### HOW TO COMPLETE THIS TASK
Extract, unchanged, every line from the top of the material below through the line with "as plain strings.", and no more.

### DATASET ENTRIES
━━━━━━━━━━━━━━━━━━━━

//! Metadata record

use crate::record::{Record, RecordBody, RecordHeader};
use crate::request_info::RequestInfoRecord;
use chrono::{DateTime, Utc};
use serde::{Deserialize, Serialize};

/// Sentinel written in `content_length` when no content exists
pub const ABSENT_LENGTH: i64 = -1;

fn absent_length() -> i64 {
    ABSENT_LENGTH
}

/// Wire shape of one metadata sub-task
///
/// Field order is the wire order. Enum-like fields (`state`,
/// `failure_reason`) travel as their canonical names so that values added
/// by newer writers survive as plain strings.
#[derive(Debug, Clone, PartialEq, Serialize, Deserialize)]
pub struct MetadataBody {
    /// Carried by the enclosing [`Record`] envelope
    #[serde(skip)]
    pub header: RecordHeader,

    #[serde(default, skip_serializing_if = "Option::is_none")]
    pub transform_id: Option<String>,

    #[serde(rename = "type", default, skip_serializing_if = "Option::is_none")]
    pub metadata_type: Option<String>,

    #[serde(default, skip_serializing_if = "Option::is_none")]
    pub request_info: Option<RequestInfoRecord>,

    #[serde(default, skip_serializing_if = "Option::is_none")]
    pub state: Option<String>,

    #[serde(
        default,
        skip_serializing_if = "Option::is_none",
        with = "crate::timestamp::option"
    )]
    pub start_time: Option<DateTime<Utc>>,

    #[serde(
        default,
        skip_serializing_if = "Option::is_none",
        with = "crate::timestamp::option"
    )]
    pub completion_time: Option<DateTime<Utc>>,

    #[serde(default, skip_serializing_if = "Option::is_none")]
    pub content_type: Option<String>,

    /// Negative means absent; always written
    #[serde(default = "absent_length")]
    pub content_length: i64,

    #[serde(default, skip_serializing_if = "Option::is_none")]
    pub failure_reason: Option<String>,

    #[serde(default, skip_serializing_if = "Option::is_none")]
    pub failure_message: Option<String>,
}

impl Default for MetadataBody {
    fn default() -> Self {
        Self {
            header: RecordHeader::default(),
            transform_id: None,
            metadata_type: None,
            request_info: None,
            state: None,
            start_time: None,
            completion_time: None,
            content_type: None,
            content_length: ABSENT_LENGTH,
            failure_reason: None,
            failure_message: None,
        }
    }
}

impl RecordBody for MetadataBody {
    const CLAZZ: &'static str = "metadata";
    const CURRENT_VERSION: i32 = 1;
    const MINIMUM_VERSION: i32 = 1;

    fn header(&self) -> &RecordHeader {
        &self.header
    }

    fn header_mut(&mut self) -> &mut RecordHeader {
        &mut self.header
    }
}

/// Metadata record as stored
pub type MetadataRecord = Record<MetadataBody>;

━━━━━━━━━━━━━━━━━━━━

### SOLUTION FOR THIS PROBLEM
//! Metadata record

use crate::record::{Record, RecordBody, RecordHeader};
use crate::request_info::RequestInfoRecord;
use chrono::{DateTime, Utc};
use serde::{Deserialize, Serialize};

/// Sentinel written in `content_length` when no content exists
pub const ABSENT_LENGTH: i64 = -1;

fn absent_length() -> i64 {
    ABSENT_LENGTH
}

/// Wire shape of one metadata sub-task
///
/// Field order is the wire order. Enum-like fields (`state`,
/// `failure_reason`) travel as their canonical names so that values added
/// by newer writers survive as plain strings.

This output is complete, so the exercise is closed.